Tony winner Frank Wood and Oscar winner Forest Whitaker star in Michael Grandage's new Broadway revival of Eugene O'Neill's Hughie.
(© David Gordon)

"It is a real challenge," Forest Whitaker says. "I was thinking about that the other day."

Even for an actor as acclaimed as Whitaker, one of his generation's greats who earned an Oscar for his performance as Idi Amin in The Last King of Scotland, the idea of doing Broadway for the first time is intimidating. Doubly so when his first outing is a play by Eugene O'Neill. Triply so when the play is essentially one long monologue.

Whitaker is following in the footsteps of Jason Robards, Ben Gazarra, and Al Pacino in the starring role of Eugene O'Neill's Hughie, the playwright's 1942 two-hander. He plays Erie Smith, a small-time gambler and major alcoholic whose luck has gone dry since the death of his dear pal Hughie, the night clerk at the Manhattan hotel where Erie resides. Erie arrives home from a bender to be greeted by the new night clerk, Charlie Hughes, another lost soul (here played by Tony winner Frank Wood), who dreams of being anywhere else.

He didn't know the play when Darren Bagert, the revival's lead producer, sent it to him. "I read it and I wasn't quite sure," Whitaker notes. But Bagert was sold from the get-go. "It's catnip for the right actor," Bagert says. "I thought, as a character actor, if anyone would be willing and up to the task, it would be him. But I wasn't sure; a lot of the weight is on his shoulders."

It took several reads, but eventually Whitaker was sold. "I looked at it a few more times and started to say, 'Wow, this has so many powerful themes in it, and there's an amazing relationship between these men. Let me give it a try.'"

Broadway's past Erie Smiths: Jason Robards (1964); Ben Gazzarra (1975); and Al Pacino (1996).

While Whitaker has a mountain to climb in terms of dialogue, Wood has a similar Everest: He spends the entire play in a world of his own thoughts, delivering what probably amounts to five minutes of the hour-long play's actual dialogue. "For many actors," Wood notes, "it fulfills one kind of fantasy: on the simplest level, it's another actor's job to say all the words. But I think most actors like the act of repression in a play, [where] their silence is actually agony. When someone says a lot of things to you and you don't respond, a lot happens to you on the inside. It's a really wonderful experiment in how stakes are built. When you don't get to say a lot, you figure out what matters and what doesn't."

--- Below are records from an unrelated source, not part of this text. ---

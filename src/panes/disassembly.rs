use egui::{Align, RichText};
use egui_extras::{Column, TableBuilder};
use serde::{Deserialize, Serialize};

use crate::app::SESSION;
use crate::panes::PaneDisplay;
use crate::trace::{word_hex, InstructionRow};

/// Text-segment table: address, machine word, and the disassembled form
/// once a step has revealed it. The row for the most recently executed
/// instruction is tinted green.
#[derive(Debug, Clone, PartialEq, Eq, Deserialize, Serialize)]
pub struct DisassemblyPane {
    follow_highlight: bool,
}

impl Default for DisassemblyPane {
    fn default() -> Self {
        Self {
            follow_highlight: true,
        }
    }
}

impl PaneDisplay for DisassemblyPane {
    fn render(&mut self, ui: &mut egui::Ui) {
        let session = SESSION.lock().unwrap();
        let rows: Vec<InstructionRow> = session.instructions().cloned().collect();
        let highlight = session.highlight();
        drop(session);

        ui.horizontal(|ui| {
            ui.checkbox(&mut self.follow_highlight, "Follow execution")
                .on_hover_text("Keep the most recently executed instruction in view.");
        });
        ui.separator();

        if rows.is_empty() {
            ui.label(
                RichText::new("No instructions in the trace")
                    .italics()
                    .color(egui::Color32::GRAY),
            );
            return;
        }

        let text_height = egui::TextStyle::Monospace.resolve(ui.style()).size * 1.5;
        let mut table = TableBuilder::new(ui)
            .striped(true)
            .resizable(true)
            .cell_layout(egui::Layout::left_to_right(egui::Align::Center))
            .column(Column::auto().at_least(110.0))
            .column(Column::auto().at_least(110.0))
            .column(Column::remainder().at_least(180.0))
            .min_scrolled_height(0.0);

        if self.follow_highlight {
            if let Some(index) = rows.iter().position(|row| row.address == highlight) {
                table = table.scroll_to_row(index, Some(Align::Center));
            }
        }

        table
            .header(text_height, |mut header| {
                header.col(|ui| {
                    ui.label(RichText::new("Address").strong());
                });
                header.col(|ui| {
                    ui.label(RichText::new("Machine code").strong());
                });
                header.col(|ui| {
                    ui.label(RichText::new("Assembly").strong());
                });
            })
            .body(|mut body| {
                let item_spacing = body.ui_mut().spacing().item_spacing;

                body.rows(text_height, rows.len(), |mut row| {
                    let inst = &rows[row.index()];
                    let executed = inst.address == highlight;

                    let paint_bg = |ui: &mut egui::Ui| {
                        if executed {
                            let gapless_rect = ui.max_rect().expand2(0.5 * item_spacing);
                            ui.painter().rect_filled(
                                gapless_rect,
                                0.0,
                                egui::Color32::from_rgb(50, 80, 50),
                            );
                        }
                    };

                    row.col(|ui| {
                        paint_bg(ui);
                        let suffix = if executed { " (pc)" } else { "" };
                        ui.label(
                            RichText::new(format!("{}{}", word_hex(inst.address), suffix))
                                .monospace(),
                        );
                    });
                    row.col(|ui| {
                        paint_bg(ui);
                        ui.label(RichText::new(word_hex(inst.word)).monospace());
                    });
                    row.col(|ui| {
                        paint_bg(ui);
                        let text = RichText::new(&inst.assembly).monospace();
                        ui.label(if executed {
                            text.color(egui::Color32::from_rgb(50, 168, 82))
                        } else {
                            text
                        });
                    });
                });
            });
    }

    fn title(&self) -> String {
        "Machine Code".to_string()
    }
}
use egui::RichText;
use serde::{Deserialize, Serialize};

use crate::app::SESSION;
use crate::panes::PaneDisplay;

/// Program output accumulated over the steps seen so far.
#[derive(Debug, Clone, Default, PartialEq, Eq, Deserialize, Serialize)]
pub struct OutputPane;

impl PaneDisplay for OutputPane {
    fn render(&mut self, ui: &mut egui::Ui) {
        let session = SESSION.lock().unwrap();
        let transcript = session.transcript().to_string();
        drop(session);

        ui.label(RichText::new("Program Output:").strong());

        egui::ScrollArea::vertical()
            .stick_to_bottom(true)
            .show(ui, |ui| {
                if transcript.is_empty() {
                    ui.label(
                        RichText::new("No output yet")
                            .italics()
                            .color(egui::Color32::GRAY),
                    );
                } else {
                    // TextEdit wants a mutable reference even when
                    // read-only, so hand it a local copy.
                    let mut text = transcript;
                    ui.add(
                        egui::TextEdit::multiline(&mut text)
                            .desired_width(f32::INFINITY)
                            .font(egui::TextStyle::Monospace)
                            .interactive(false),
                    );
                }
            });
    }

    fn title(&self) -> String {
        "Output".to_string()
    }
}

In the view of director Michael Grandage, the relationships, however disconnected they may be to start out, are the key to unlocking the work. "It's a play about three dead people, really," he says. "Hughie is actually dead and was buried before the play begins; the Night Clerk has lost his will to live and is a virtual dead man, and Erie, rather tragically, is dying in front of us because he's lost his reason to live, which is Hughie. It's a rather remarkable piece of work in that respect, because O'Neill sets that up and then brings two of those characters back to life by finding a common bond. Out of that comes the possibility of hope."

"I think it throws people off," Whitaker notes of the play's surprising hopefulness. Even though Erie shares similar self-destructive characteristics with O'Neill's other tragic heroes, he's actually quite different from Hickey and James Tyrone. "He's coming off a bender when you first meet him. He talks about having the DTs. But it has a theme of, 'I can make it. I'm just going to keep going. No matter how simple my life may be, I do matter.'"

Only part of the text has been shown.